Dr. Fang Jianmin, CEO of RemeGen Co., Ltd. (688331.SH/09995.HK) delivered a keynote speech at the 42nd J.P. Morgan Annual Healthcare Conference in San Francisco, USA, at 11 a.m.on January 9, US time. With the theme of “Focusing on Innovative Biologicals to Meet Major Clinical Needs”, Dr. Fang shared how the company successfully turned itself from a Biotech to a Biopharma with global pharmaceutical industry experts and investment elites.
As the largest and most informative medical and healthcare investment event in the world, the JPM conference brings together multinational companies, emerging pharmaceutical companies, entrepreneurial leaders and investment elites, and is known as the industry benchmark in the global pharmaceutical investment field.
In his speech, Dr. Fang stated that RemeGen has laid out three major fields of autoimmunity, oncology, and ophthalmology, possesses three core technology platforms: the antibody & fusion protein platform, the antibody drug conjugate (ADC) platform, and the Hinge-insersion bispecific antibody (HiBody) platform, and holds two marketed products, namely, Telitacicept and Disitamab vedotin, and has established R&D and clinical teams in China, the US, and Australia, which span from early stage of research, clinical development, to commercialization, production, and sales, gradually realizing the stunning transformation from Biotech to Biopharma.

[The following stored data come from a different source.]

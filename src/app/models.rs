//! Data models for Diaguard diary processing
//!
//! This module contains the core data structure representing one diary entry
//! as reconstructed from a Diaguard backup.

use chrono::{NaiveDateTime, Timelike};
use serde::Serialize;
use std::collections::BTreeMap;

/// One diary entry aggregating a timestamp with the measurements, foods and
/// tags recorded alongside it
///
/// An entry is assembled by the backup parser from one `entry` record and the
/// run of sub-records that immediately follows it. Fields that were not
/// present in the backup keep their defaults: measurements that are genuinely
/// absent (`glucose`, `hba1c`) stay `None`, counted quantities default to
/// zero.
#[derive(Debug, Clone, PartialEq, Serialize)]
pub struct Entry {
    /// When the entry was recorded (naive local time)
    pub timestamp: NaiveDateTime,

    /// Blood glucose in mg/dL, if a bloodsugar measurement was present
    pub glucose: Option<i32>,

    /// Bolus insulin (IU)
    pub bolus_insulin: i32,

    /// Correction insulin (IU)
    pub correction_insulin: i32,

    /// Basal insulin (IU)
    pub basal_insulin: i32,

    /// Physical activity in minutes
    pub activity: i32,

    /// Recorded HbA1c lab value (percent), distinct from the estimate
    /// computed by the statistics engine
    pub hba1c: Option<f64>,

    /// Grams of carbohydrate per food eaten; the reserved key `"carbs"`
    /// holds manually entered amounts
    pub meal: BTreeMap<String, f64>,

    /// Entry tags; insertion order is kept for display, membership is what
    /// carries meaning
    pub tags: Vec<String>,

    /// Free-text comments
    pub comments: String,
}

impl Entry {
    /// Create an empty entry at the given timestamp
    pub fn new(timestamp: NaiveDateTime, comments: impl Into<String>) -> Self {
        Self {
            timestamp,
            glucose: None,
            bolus_insulin: 0,
            correction_insulin: 0,
            basal_insulin: 0,
            activity: 0,
            hba1c: None,
            meal: BTreeMap::new(),
            tags: Vec::new(),
            comments: comments.into(),
        }
    }

    /// Fast-acting insulin: bolus plus correction
    pub fn fast_insulin(&self) -> i32 {
        self.bolus_insulin + self.correction_insulin
    }

    /// Total insulin: fast-acting plus basal
    pub fn total_insulin(&self) -> i32 {
        self.fast_insulin() + self.basal_insulin
    }

    /// Total grams of carbohydrate across the meal
    pub fn carbs(&self) -> f64 {
        self.meal.values().sum()
    }

    /// Hour of the day the entry was recorded (0-23)
    pub fn hour(&self) -> u32 {
        self.timestamp.hour()
    }

    /// Whether the entry carries any tags
    pub fn has_tags(&self) -> bool {
        !self.tags.is_empty()
    }

    /// Whether the entry carries a non-empty comment
    pub fn has_comments(&self) -> bool {
        !self.comments.is_empty()
    }

    /// Whether the entry carries the given tag
    pub fn has_tag(&self, tag: &str) -> bool {
        self.tags.iter().any(|t| t == tag)
    }

    /// Add a tag, ignoring duplicates
    pub fn add_tag(&mut self, tag: impl Into<String>) {
        let tag = tag.into();
        if !self.has_tag(&tag) {
            self.tags.push(tag);
        }
    }

    /// Human-readable meal summary, e.g. `"apple, 28.0g; rice, 45.5g"`
    pub fn meal_description(&self) -> String {
        self.meal
            .iter()
            .map(|(food, grams)| format!("{}, {:.1}g", food, grams))
            .collect::<Vec<_>>()
            .join("; ")
    }
}
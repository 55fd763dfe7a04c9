//! Partitioning a view by hour, calendar day, or weekday
//!
//! Each grouping returns an ordered map from group key to the matching
//! sub-view; only keys with at least one entry appear, and every sub-view
//! keeps the parent view's ordering. Fixed-length series (one value per hour
//! of the day) are the statistics engine's concern, not the grouping's.

use std::collections::BTreeMap;

use chrono::{Datelike, NaiveDate};

use super::view::EntryView;
use crate::app::models::Entry;

/// Weekday display names, indexed by days from Monday
pub const WEEKDAY_NAMES: [&str; 7] = [
    "Monday",
    "Tuesday",
    "Wednesday",
    "Thursday",
    "Friday",
    "Saturday",
    "Sunday",
];

impl<'a> EntryView<'a> {
    /// Partition by hour of the day (0-23)
    pub fn group_by_hour(&self) -> BTreeMap<u32, EntryView<'a>> {
        self.partition(|entry| entry.hour())
    }

    /// Partition by calendar day
    pub fn group_by_day(&self) -> BTreeMap<NaiveDate, EntryView<'a>> {
        self.partition(|entry| entry.timestamp.date())
    }

    /// Partition by weekday, keyed by days from Monday (0-6)
    ///
    /// Display names for the keys are in [`WEEKDAY_NAMES`].
    pub fn group_by_weekday(&self) -> BTreeMap<u32, EntryView<'a>> {
        self.partition(|entry| entry.timestamp.weekday().num_days_from_monday())
    }

    fn partition<K: Ord>(&self, key: impl Fn(&Entry) -> K) -> BTreeMap<K, EntryView<'a>> {
        let mut groups: BTreeMap<K, Vec<&'a Entry>> = BTreeMap::new();
        for entry in self.iter() {
            groups.entry(key(entry)).or_default().push(entry);
        }

        groups
            .into_iter()
            .map(|(key, entries)| (key, EntryView::from_refs(entries)))
            .collect()
    }
}
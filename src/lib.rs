//! Diaguard Processor Library
//!
//! A Rust library for analyzing Diaguard diabetes diary backups and turning
//! them into clinical statistics reports.
//!
//! This library provides tools for:
//! - Parsing the semicolon-delimited Diaguard backup format, reconstructing
//!   multi-line diary entries and the food catalog they reference
//! - Filtering and grouping the parsed record set through a composable view
//!   pipeline (value ranges, tags, date windows, hour/day/weekday groups)
//! - Computing clinical statistics (estimated HbA1c, time in range, per-day
//!   and per-hour aggregates) with explicit missing-data semantics
//! - Assembling a serializable report consumed by the text and JSON renderers

pub mod config;
pub mod constants;

// Core application modules
pub mod app {
    pub mod models;
    pub mod services {
        pub mod backup_parser;
        pub mod query;
        pub mod statistics;
    }
}

// CLI modules
pub mod cli {
    pub mod args;
    pub mod commands;
}

// Re-export commonly used types
pub use app::models::Entry;
pub use app::services::backup_parser::{BackupParser, FoodCatalog, ParseResult, ParseStats};
pub use app::services::query::{EntryView, NumericField, RecordSet};
pub use app::services::statistics::{Report, ReportBuilder};
pub use config::{ParserConfig, ReportConfig};

/// Result type alias for the Diaguard processor
pub type Result<T> = std::result::Result<T, Error>;

/// Error types for backup parsing and report generation
#[derive(thiserror::Error, Debug)]
pub enum Error {
    /// I/O operation failed
    #[error("I/O error: {message}")]
    Io {
        message: String,
        #[source]
        source: std::io::Error,
    },

    /// A record had fewer fields than its declared type requires
    #[error("malformed '{record_type}' record at line {line}: {message}")]
    MalformedLine {
        line: usize,
        record_type: String,
        message: String,
    },

    /// A measurement field was not numeric
    #[error("invalid number for '{field}' at line {line}: '{value}'")]
    UnparseableNumber {
        line: usize,
        field: String,
        value: String,
    },

    /// An entry date did not match the backup date format
    #[error("invalid entry date at line {line}: '{value}'")]
    UnparseableDate {
        line: usize,
        value: String,
        #[source]
        source: chrono::ParseError,
    },

    /// A foodEaten record referenced a food missing from the catalog
    #[error("unknown food '{name}' at line {line}")]
    UnknownFood { line: usize, name: String },

    /// Report serialization failed
    #[error("serialization error: {message}")]
    Serialization {
        message: String,
        #[source]
        source: serde_json::Error,
    },

    /// Configuration error
    #[error("configuration error: {message}")]
    Configuration { message: String },
}

impl Error {
    /// Create an I/O error with context
    pub fn io(message: impl Into<String>, source: std::io::Error) -> Self {
        Self::Io {
            message: message.into(),
            source,
        }
    }

    /// Create a malformed line error
    pub fn malformed_line(
        line: usize,
        record_type: impl Into<String>,
        message: impl Into<String>,
    ) -> Self {
        Self::MalformedLine {
            line,
            record_type: record_type.into(),
            message: message.into(),
        }
    }

    /// Create an unparseable number error
    pub fn unparseable_number(
        line: usize,
        field: impl Into<String>,
        value: impl Into<String>,
    ) -> Self {
        Self::UnparseableNumber {
            line,
            field: field.into(),
            value: value.into(),
        }
    }

    /// Create an unparseable date error
    pub fn unparseable_date(
        line: usize,
        value: impl Into<String>,
        source: chrono::ParseError,
    ) -> Self {
        Self::UnparseableDate {
            line,
            value: value.into(),
            source,
        }
    }

    /// Create an unknown food error
    pub fn unknown_food(line: usize, name: impl Into<String>) -> Self {
        Self::UnknownFood {
            line,
            name: name.into(),
        }
    }

    /// Create a configuration error
    pub fn configuration(message: impl Into<String>) -> Self {
        Self::Configuration {
            message: message.into(),
        }
    }

    /// Line position of a parse-time error, if it carries one
    pub fn line(&self) -> Option<usize> {
        match self {
            Self::MalformedLine { line, .. }
            | Self::UnparseableNumber { line, .. }
            | Self::UnparseableDate { line, .. }
            | Self::UnknownFood { line, .. } => Some(*line),
            _ => None,
        }
    }
}

// Automatic conversions from common error types
impl From<std::io::Error> for Error {
    fn from(error: std::io::Error) -> Self {
        Self::Io {
            message: "I/O operation failed".to_string(),
            source: error,
        }
    }
}

impl From<serde_json::Error> for Error {
    fn from(error: serde_json::Error) -> Self {
        Self::Serialization {
            message: "report serialization failed".to_string(),
            source: error,
        }
    }
}
//! Parsing statistics and result structures for the backup parser

use super::food_catalog::FoodCatalog;
use crate::app::services::query::RecordSet;

/// Statistics for one backup parsing run
#[derive(Debug, Clone, Default, PartialEq)]
pub struct ParseStats {
    /// Total number of physical lines in the backup
    pub total_lines: usize,
    /// Number of entries successfully reconstructed
    pub entries_parsed: usize,
    /// Number of malformed entries skipped (lenient mode only)
    pub entries_skipped: usize,
    /// Number of foods registered in the catalog
    pub foods_registered: usize,
    /// Number of unrecognized top-level lines skipped
    pub lines_skipped: usize,
    /// Error messages for skipped entries, with line positions
    pub errors: Vec<String>,
}

impl ParseStats {
    /// Create new empty parsing statistics
    pub fn new() -> Self {
        Self::default()
    }

    /// Share of entry records that parsed successfully, as a percentage
    pub fn success_rate(&self) -> f64 {
        let attempted = self.entries_parsed + self.entries_skipped;
        if attempted == 0 {
            100.0
        } else {
            (self.entries_parsed as f64 / attempted as f64) * 100.0
        }
    }

    /// Check if parsing was mostly successful (>90% of entries kept)
    pub fn is_successful(&self) -> bool {
        self.success_rate() > 90.0
    }

    /// Get summary string for logging
    pub fn summary(&self) -> String {
        format!(
            "Parse summary: {} lines -> {} entries ({:.1}% success) | \
             Foods: {} | Skipped entries: {} | Skipped lines: {}",
            self.total_lines,
            self.entries_parsed,
            self.success_rate(),
            self.foods_registered,
            self.entries_skipped,
            self.lines_skipped
        )
    }
}

/// Result of parsing one backup
#[derive(Debug, Clone)]
pub struct ParseResult {
    /// The parsed record set, sorted ascending by timestamp
    pub record_set: RecordSet,
    /// The food catalog assembled during the scan
    pub catalog: FoodCatalog,
    /// Parsing statistics and error information
    pub stats: ParseStats,
}

impl ParseResult {
    /// Number of parsed entries
    pub fn entry_count(&self) -> usize {
        self.record_set.len()
    }

    /// Check if parsing was successful based on statistics
    pub fn is_successful(&self) -> bool {
        self.stats.is_successful()
    }
}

Dr. Fang introduced in detail the latest progress of two core products. He said that Telitacicept, as the first-in-class fusion protein medicine independently developed by RemeGen, has obtained encouraging results in clinical studies for systemic lupus erythematosus indication that was marketed in China, as well as in multiple indications such as rheumatoid arthritis, IgA nephritis, Sjogren’s syndrome, and myasthenia gravis. At present, multiple phase 3 clinical trials of Telitacicept are progressing smoothly, it is expected to become a pioneer blockbuster drug in the global B cell-mediated autoimmunity track. ADC is the track that the current pharmaceutical giants in the world are seizing. Dr. Fang said that relevant research of Disitamab vedotin in the treatment of HER2-expressing second-line urothelial cancer has been published in JCO, a top international journal of oncology. It proved once again the leading position of this drug in the field of UC treatment. As the first domestic ADC independently developed by RemeGen, Disitamab vedotin has significant differentiated advantages. RemeGen will continue to advance its research on frontline treatments for urothelial cancer, gastric cancer, breast cancer and other indications. At present, the global clinical progress of Disitamab vedotin is going smoothly, and clinical research led by partners is progressing smoothly.
In addition to Disitamab vedotin, RemeGen’s new ADC drugs have shown promising results in clinical studies when combined with PD-1 inhibitors and chemotherapy. These studies have been conducted in patients with gastric cancer, bladder cancer, breast cancer and other solid tumors, highlighting the potential of ADC combination therapy in treating a wide range of cancers. With its self-developed three professional technology platforms, the company’s product pipeline also has more than ten molecules in different stages of development, targeting several indications with obvious differentiated competitiveness.
Dr. Fang said that RemeGen’s drugs under development continue to make breakthroughs and have great potential for commercialization. On the production side, a production system that complies with international GMP standards has been established, which can fully meet the current clinical and commercial production needs of approved drugs. It is expected that the total production capacity of raw liquid will be expanded to more than 80,000 liters in 2025, which can fully support the global commercial production of products. In terms of sales, a marketing team of nearly 2000 people has been established. Both core products are already marketed, have been included in medical insurance, and have entered more than 600 grade-A tertiary hospitals or general hospitals in core prefecture-level cities, with significant sales volume.
Regarding the development of RemeGen in the next few years, Dr. Fang mainly talked about the following four points: first, promote the global development of multiple indications of Telitacicept at full speed and build its leadership position in B cell-mediated autoimmunity drugs. Second, accelerate the domestic clinical trials of Disitamab vedotin, support the global development of multiple indications, and build differentiated competitive advantages. Third, improve ADC platform technology and develop a new generation of FIC/BIC ADC drugs. Fourth, expand domestic sales and strengthen global cooperation to drive the development of commercialization in two aspects.